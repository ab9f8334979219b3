//! Evidence snippet formatting and segment lookup

use call_qc_core::Segment;
use call_qc_text_processing::EvidenceRedactor;

use crate::markers::Marker;

/// `[start-end] speaker: masked_text` with one-decimal times
pub fn format_evidence(segment: &Segment, redactor: &EvidenceRedactor) -> String {
    format!(
        "[{:.1}-{:.1}] {}: {}",
        segment.start,
        segment.end,
        segment.speaker,
        redactor.mask(&segment.text)
    )
}

/// First operator segment containing the marker
pub fn first_operator_with<'a>(segments: &'a [Segment], marker: Marker) -> Option<&'a Segment> {
    segments
        .iter()
        .find(|s| s.is_operator() && marker.matches(&s.text))
}

/// First segment from any speaker containing the marker
pub fn first_with<'a>(segments: &'a [Segment], marker: Marker) -> Option<&'a Segment> {
    segments.iter().find(|s| marker.matches(&s.text))
}

pub fn first_operator(segments: &[Segment]) -> Option<&Segment> {
    segments.iter().find(|s| s.is_operator())
}

#[cfg(test)]
mod tests {
    use super::*;

    #[test]
    fn test_format_evidence_masks_and_rounds() {
        let seg = Segment::new("Customer", "Kart nömrəm 4111 1111 1111 1111", 3.0, 7.26);
        let ev = format_evidence(&seg, &EvidenceRedactor::new());
        assert_eq!(ev, "[3.0-7.3] Customer: Kart nömrəm **** **** **** 1111");
    }

    #[test]
    fn test_lookup_helpers() {
        let segs = vec![
            Segment::new("Customer", "Ticket açın", 0.0, 1.0),
            Segment::new("Operator", "Salam", 1.0, 2.0),
            Segment::new("Operator", "Ticket açdım", 2.0, 3.0),
        ];
        assert_eq!(first_operator(&segs).map(|s| s.text.as_str()), Some("Salam"));
        assert_eq!(
            first_operator_with(&segs, Marker::TicketOrNote).map(|s| s.text.as_str()),
            Some("Ticket açdım")
        );
        assert_eq!(
            first_with(&segs, Marker::TicketOrNote).map(|s| s.text.as_str()),
            Some("Ticket açın")
        );
    }
}
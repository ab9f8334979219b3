//! Text processing for call transcripts
//!
//! This crate provides:
//! - **PII patterns**: card numbers, CVV/CVC mentions, national ID (FIN) tokens
//! - **Silence markers**: bracketed silence annotations in Azerbaijani, English and Russian
//! - **Evidence redaction**: masking applied to anything surfaced or sent to an oracle
//! - **Whitespace normalization** used when comparing evidence with transcript text

pub mod normalize;
pub mod pii;

pub use normalize::{contains_normalized, normalize_whitespace};
pub use pii::{
    contains_card_number, contains_cvv, contains_national_id, contains_pii, extract_silence_seconds,
    has_silence_marker, EvidenceRedactor,
};
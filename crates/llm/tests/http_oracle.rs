use std::net::SocketAddr;
use std::time::Duration;

use axum::http::{HeaderMap, StatusCode};
use axum::routing::post;
use axum::{Json, Router};
use call_qc_core::{Oracle, OracleError};
use call_qc_llm::{ChatCompletionsOracle, OracleReply};
use serde_json::{json, Value};

async fn spawn(app: Router) -> SocketAddr {
    let listener = tokio::net::TcpListener::bind("127.0.0.1:0").await.unwrap();
    let addr = listener.local_addr().unwrap();
    tokio::spawn(async move {
        axum::serve(listener, app).await.unwrap();
    });
    addr
}

fn oracle(addr: SocketAddr, timeout: Duration) -> ChatCompletionsOracle {
    ChatCompletionsOracle::new(&format!("http://{}/v1", addr), "test-model", "secret", timeout).unwrap()
}

#[tokio::test]
async fn test_returns_first_choice_content() {
    let app = Router::new().route(
        "/v1/chat/completions",
        post(|headers: HeaderMap, Json(body): Json<Value>| async move {
            assert_eq!(
                headers.get("authorization").and_then(|v| v.to_str().ok()),
                Some("Bearer secret")
            );
            assert_eq!(body["model"], "test-model");
            assert_eq!(body["messages"][0]["role"], "system");
            let criterion = body["messages"][1]["content"].as_str().unwrap_or_default().to_string();
            Json(json!({
                "choices": [{
                    "message": {
                        "role": "assistant",
                        "content": format!("```json\n{{\"score\": 3, \"reasoning\": \"{}\", \"evidence\": \"\", \"probability\": \"HIGH\"}}\n```", criterion)
                    }
                }]
            }))
        }),
    );
    let addr = spawn(app).await;

    let raw = oracle(addr, Duration::from_secs(5))
        .complete("system prompt", "KR2.1")
        .await
        .unwrap();
    let reply = OracleReply::parse(&raw).unwrap();
    assert_eq!(reply.score, 3);
    assert_eq!(reply.reasoning, "KR2.1");
}

#[tokio::test]
async fn test_non_success_status() {
    let app = Router::new().route(
        "/v1/chat/completions",
        post(|| async { (StatusCode::TOO_MANY_REQUESTS, "rate limited") }),
    );
    let addr = spawn(app).await;

    let err = oracle(addr, Duration::from_secs(5))
        .complete("s", "u")
        .await
        .unwrap_err();
    assert_eq!(
        err,
        OracleError::Status {
            status: 429,
            body: "rate limited".to_string()
        }
    );
}

#[tokio::test]
async fn test_empty_choices() {
    let app = Router::new().route(
        "/v1/chat/completions",
        post(|| async { Json(json!({"choices": []})) }),
    );
    let addr = spawn(app).await;

    let err = oracle(addr, Duration::from_secs(5))
        .complete("s", "u")
        .await
        .unwrap_err();
    assert_eq!(err, OracleError::EmptyResponse);
}

#[tokio::test]
async fn test_timeout() {
    let app = Router::new().route(
        "/v1/chat/completions",
        post(|| async {
            tokio::time::sleep(Duration::from_secs(3)).await;
            Json(json!({"choices": []}))
        }),
    );
    let addr = spawn(app).await;

    let err = oracle(addr, Duration::from_millis(200))
        .complete("s", "u")
        .await
        .unwrap_err();
    assert_eq!(err, OracleError::Timeout(200));
}
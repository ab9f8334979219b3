//! Rule tables for the five criteria

use call_qc_core::{Criterion, Probability};

use crate::detectors::Scenario;
use crate::markers::Marker;
use crate::rules::{Condition, Confidence, EvidenceSelector, Rule};

use Probability::{High, Low, Medium};

const MARKER_CONFIDENCE: Confidence = Confidence::IfEvidence {
    found: High,
    missing: Low,
};

pub static OWNERSHIP: &[Rule] = &[
    Rule {
        name: "ownership.internal_leak",
        when: Condition::Flag(Scenario::InternalLeak),
        score: 1,
        confidence: Confidence::Fixed(High),
        reasoning: "Operator does not take ownership and deflects with internal complaints.",
        evidence: &[EvidenceSelector::Detector(Scenario::InternalLeak)],
    },
    Rule {
        name: "ownership.pii_mishandled",
        when: Condition::Flag(Scenario::PiiMishandling),
        score: 1,
        confidence: Confidence::Fixed(High),
        reasoning: "Operator asks for risky card data instead of moving the customer to a secure channel.",
        evidence: &[
            EvidenceSelector::Operator(Marker::CvvMention),
            EvidenceSelector::Operator(Marker::CardMention),
        ],
    },
    Rule {
        name: "ownership.callback_failure",
        when: Condition::Flag(Scenario::CallbackFailure),
        score: 1,
        confidence: Confidence::Fixed(High),
        reasoning: "Operator leaves the customer on hold and refuses a callback or alternative.",
        evidence: &[EvidenceSelector::Detector(Scenario::CallbackFailure)],
    },
    Rule {
        name: "ownership.default",
        when: Condition::Always,
        score: 3,
        confidence: MARKER_CONFIDENCE,
        reasoning: "Operator takes ownership and proposes an active step (fix, alternative, technician, ticket).",
        evidence: &[EvidenceSelector::Operator(Marker::Ownership)],
    },
];

pub static UNDERSTANDING: &[Rule] = &[
    Rule {
        name: "understanding.internal_leak",
        when: Condition::Flag(Scenario::InternalLeak),
        score: 1,
        confidence: Confidence::Fixed(High),
        reasoning: "Operator answers with internal complaints instead of understanding the problem.",
        evidence: &[EvidenceSelector::FirstOperator],
    },
    Rule {
        name: "understanding.callback_failure_checking",
        when: Condition::FlagAndMarker(Scenario::CallbackFailure, Marker::Checking),
        score: 2,
        confidence: Confidence::Fixed(High),
        reasoning: "Operator partly acknowledges the problem but hold handling and communication are weak.",
        evidence: &[EvidenceSelector::Operator(Marker::Checking)],
    },
    Rule {
        name: "understanding.callback_failure",
        when: Condition::Flag(Scenario::CallbackFailure),
        score: 1,
        confidence: Confidence::Fixed(High),
        reasoning: "Operator asks the customer to wait without explaining; no active listening.",
        evidence: &[EvidenceSelector::FirstOperator],
    },
    Rule {
        name: "understanding.pii_clarifying",
        when: Condition::FlagAndMarker(Scenario::PiiMishandling, Marker::ClarifyingQuestion),
        score: 2,
        confidence: Confidence::Fixed(Medium),
        reasoning: "Operator gathers some relevant details but sensitive data is not handled safely.",
        evidence: &[EvidenceSelector::Operator(Marker::ClarifyingQuestion)],
    },
    Rule {
        name: "understanding.pii_mishandled",
        when: Condition::Flag(Scenario::PiiMishandling),
        score: 1,
        confidence: Confidence::Fixed(High),
        reasoning: "Operator does not clarify the context and does not switch to a secure process.",
        evidence: &[EvidenceSelector::FirstOperator],
    },
    Rule {
        name: "understanding.default",
        when: Condition::Always,
        score: 3,
        confidence: MARKER_CONFIDENCE,
        reasoning: "Operator understands the problem, asks relevant questions or responds with empathy.",
        evidence: &[EvidenceSelector::Operator(Marker::Understanding)],
    },
];

pub static RESOLUTION: &[Rule] = &[
    Rule {
        name: "resolution.internal_leak",
        when: Condition::Flag(Scenario::InternalLeak),
        score: 1,
        confidence: Confidence::Fixed(High),
        reasoning: "No resolution is offered; the answer is not constructive.",
        evidence: &[EvidenceSelector::FirstOperator],
    },
    Rule {
        name: "resolution.callback_failure",
        when: Condition::Flag(Scenario::CallbackFailure),
        score: 1,
        confidence: Confidence::Fixed(High),
        reasoning: "No resolution is offered; the call ends after a long hold without outcome.",
        evidence: &[
            EvidenceSelector::Detector(Scenario::CallbackFailure),
            EvidenceSelector::AnySegment(Marker::Silence),
        ],
    },
    Rule {
        name: "resolution.pii_mishandled",
        when: Condition::Flag(Scenario::PiiMishandling),
        score: 2,
        confidence: Confidence::IfEvidence {
            found: High,
            missing: Medium,
        },
        reasoning: "An outcome is reported but the insecure process lowers the quality of the resolution.",
        evidence: &[EvidenceSelector::Operator(Marker::PaymentCompleted)],
    },
    Rule {
        name: "resolution.default",
        when: Condition::Always,
        score: 3,
        confidence: MARKER_CONFIDENCE,
        reasoning: "Operator gives a practical, clear resolution (steps or correct information).",
        evidence: &[EvidenceSelector::Operator(Marker::Resolution)],
    },
];

pub static PROCESS_NEXT_STEPS: &[Rule] = &[
    Rule {
        name: "process.callback_failure",
        when: Condition::Flag(Scenario::CallbackFailure),
        score: 1,
        confidence: Confidence::Fixed(High),
        reasoning: "No next steps are offered (registration, ticket, callback or transfer).",
        evidence: &[EvidenceSelector::Detector(Scenario::CallbackFailure)],
    },
    Rule {
        name: "process.internal_leak",
        when: Condition::Flag(Scenario::InternalLeak),
        score: 2,
        confidence: Confidence::Fixed(High),
        reasoning: "Some process steps exist but the overall handling is unprofessional.",
        evidence: &[
            EvidenceSelector::Operator(Marker::TicketOrNote),
            EvidenceSelector::Detector(Scenario::InternalLeak),
        ],
    },
    Rule {
        name: "process.pii_mishandled",
        when: Condition::Flag(Scenario::PiiMishandling),
        score: 2,
        confidence: Confidence::Fixed(Medium),
        reasoning: "Operator confirms the process but the secure handling of sensitive data is broken.",
        evidence: &[EvidenceSelector::Operator(Marker::ProcessConfirmation)],
    },
    Rule {
        name: "process.default",
        when: Condition::Always,
        score: 3,
        confidence: MARKER_CONFIDENCE,
        reasoning: "Operator states next steps and expectations clearly (registration, ticket, timeline, channel).",
        evidence: &[EvidenceSelector::Operator(Marker::NextSteps)],
    },
];

pub static PROFESSIONALISM: &[Rule] = &[
    Rule {
        name: "professionalism.internal_leak",
        when: Condition::Flag(Scenario::InternalLeak),
        score: 0,
        confidence: Confidence::Fixed(High),
        reasoning: "Operator shares internal or negative company information; brand and ethics rules are broken.",
        evidence: &[EvidenceSelector::Detector(Scenario::InternalLeak)],
    },
    Rule {
        name: "professionalism.pii_mishandled",
        when: Condition::Flag(Scenario::PiiMishandling),
        score: 0,
        confidence: Confidence::Fixed(High),
        reasoning: "Card, FIN or CVV data was not handled safely; the operator should have stopped and redirected.",
        evidence: &[EvidenceSelector::Operator(Marker::SensitiveTopic)],
    },
    Rule {
        name: "professionalism.callback_failure",
        when: Condition::Flag(Scenario::CallbackFailure),
        score: 1,
        confidence: Confidence::Fixed(High),
        reasoning: "Weak etiquette and a harsh tone (long hold and refused callback).",
        evidence: &[EvidenceSelector::FirstOperator],
    },
    Rule {
        name: "professionalism.default",
        when: Condition::Always,
        score: 3,
        confidence: MARKER_CONFIDENCE,
        reasoning: "Operator communicates politely and professionally; etiquette and brand are preserved.",
        evidence: &[EvidenceSelector::Operator(Marker::Etiquette)],
    },
];

/// Ladder for understanding when it follows the ownership result
pub static UNDERSTANDING_DERIVED: &[Rule] = &[
    Rule {
        name: "understanding.owned",
        when: Condition::OwnershipScore(3),
        score: 3,
        confidence: Confidence::Inherited,
        reasoning: "Operator shapes the customer's need correctly and works on the substance.",
        evidence: &[EvidenceSelector::Ownership],
    },
    Rule {
        name: "understanding.checking",
        when: Condition::Marker(Marker::Checking),
        score: 2,
        confidence: Confidence::Fixed(High),
        reasoning: "Operator clarifies or checks some details, but the need is not fully formed.",
        evidence: &[EvidenceSelector::Operator(Marker::Checking)],
    },
    Rule {
        name: "understanding.clarifying",
        when: Condition::Marker(Marker::ClarifyingQuestion),
        score: 2,
        confidence: Confidence::Fixed(Medium),
        reasoning: "Operator asks a clarifying question, but the need is not fully formed.",
        evidence: &[EvidenceSelector::Operator(Marker::ClarifyingQuestion)],
    },
    Rule {
        name: "understanding.weak",
        when: Condition::Always,
        score: 1,
        confidence: Confidence::Fixed(High),
        reasoning: "Need formation is weak or missing.",
        evidence: &[EvidenceSelector::Ownership, EvidenceSelector::FirstOperator],
    },
];

/// Ladder for process and next steps when it follows the ownership result
pub static PROCESS_NEXT_STEPS_DERIVED: &[Rule] = &[
    Rule {
        name: "process.owned",
        when: Condition::OwnershipScore(3),
        score: 3,
        confidence: Confidence::Inherited,
        reasoning: "Operator routes the problem to the right channel or takes a concrete step.",
        evidence: &[EvidenceSelector::Ownership],
    },
    Rule {
        name: "process.partial_registration",
        when: Condition::Marker(Marker::PartialRegistration),
        score: 2,
        confidence: Confidence::Fixed(High),
        reasoning: "Routing or registration is partial (ticket or payment acknowledged) but incomplete.",
        evidence: &[EvidenceSelector::Operator(Marker::PartialRegistration)],
    },
    Rule {
        name: "process.not_registered",
        when: Condition::Always,
        score: 1,
        confidence: Confidence::Fixed(High),
        reasoning: "The request is not registered or the customer is sent away.",
        evidence: &[
            EvidenceSelector::Operator(Marker::CallbackRefusal),
            EvidenceSelector::Ownership,
            EvidenceSelector::FirstOperator,
        ],
    },
];

/// Independent cascade for a criterion
pub fn table(criterion: Criterion) -> &'static [Rule] {
    match criterion {
        Criterion::Ownership => OWNERSHIP,
        Criterion::Understanding => UNDERSTANDING,
        Criterion::Resolution => RESOLUTION,
        Criterion::ProcessNextSteps => PROCESS_NEXT_STEPS,
        Criterion::Professionalism => PROFESSIONALISM,
    }
}

#[cfg(test)]
mod tests {
    use super::*;

    #[test]
    fn test_tables_end_with_always() {
        let all = [
            OWNERSHIP,
            UNDERSTANDING,
            RESOLUTION,
            PROCESS_NEXT_STEPS,
            PROFESSIONALISM,
            UNDERSTANDING_DERIVED,
            PROCESS_NEXT_STEPS_DERIVED,
        ];
        for rules in all {
            assert_eq!(rules.last().map(|r| r.when), Some(Condition::Always));
            assert!(rules.iter().all(|r| r.score <= 3));
        }
    }

    #[test]
    fn test_rule_names_unique() {
        let mut names: Vec<&str> = Criterion::ALL
            .iter()
            .flat_map(|c| table(*c).iter().map(|r| r.name))
            .chain(UNDERSTANDING_DERIVED.iter().map(|r| r.name))
            .chain(PROCESS_NEXT_STEPS_DERIVED.iter().map(|r| r.name))
            .collect();
        let total = names.len();
        names.sort_unstable();
        names.dedup();
        assert_eq!(names.len(), total);
    }
}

· · · · ·

Task directions:
In the material above, find each line that has the string "active" and return it.

Answer section:
        reasoning: "Operator takes ownership and proposes an active step (fix, alternative, technician, ticket).",
        reasoning: "Operator asks the customer to wait without explaining; no active listening.",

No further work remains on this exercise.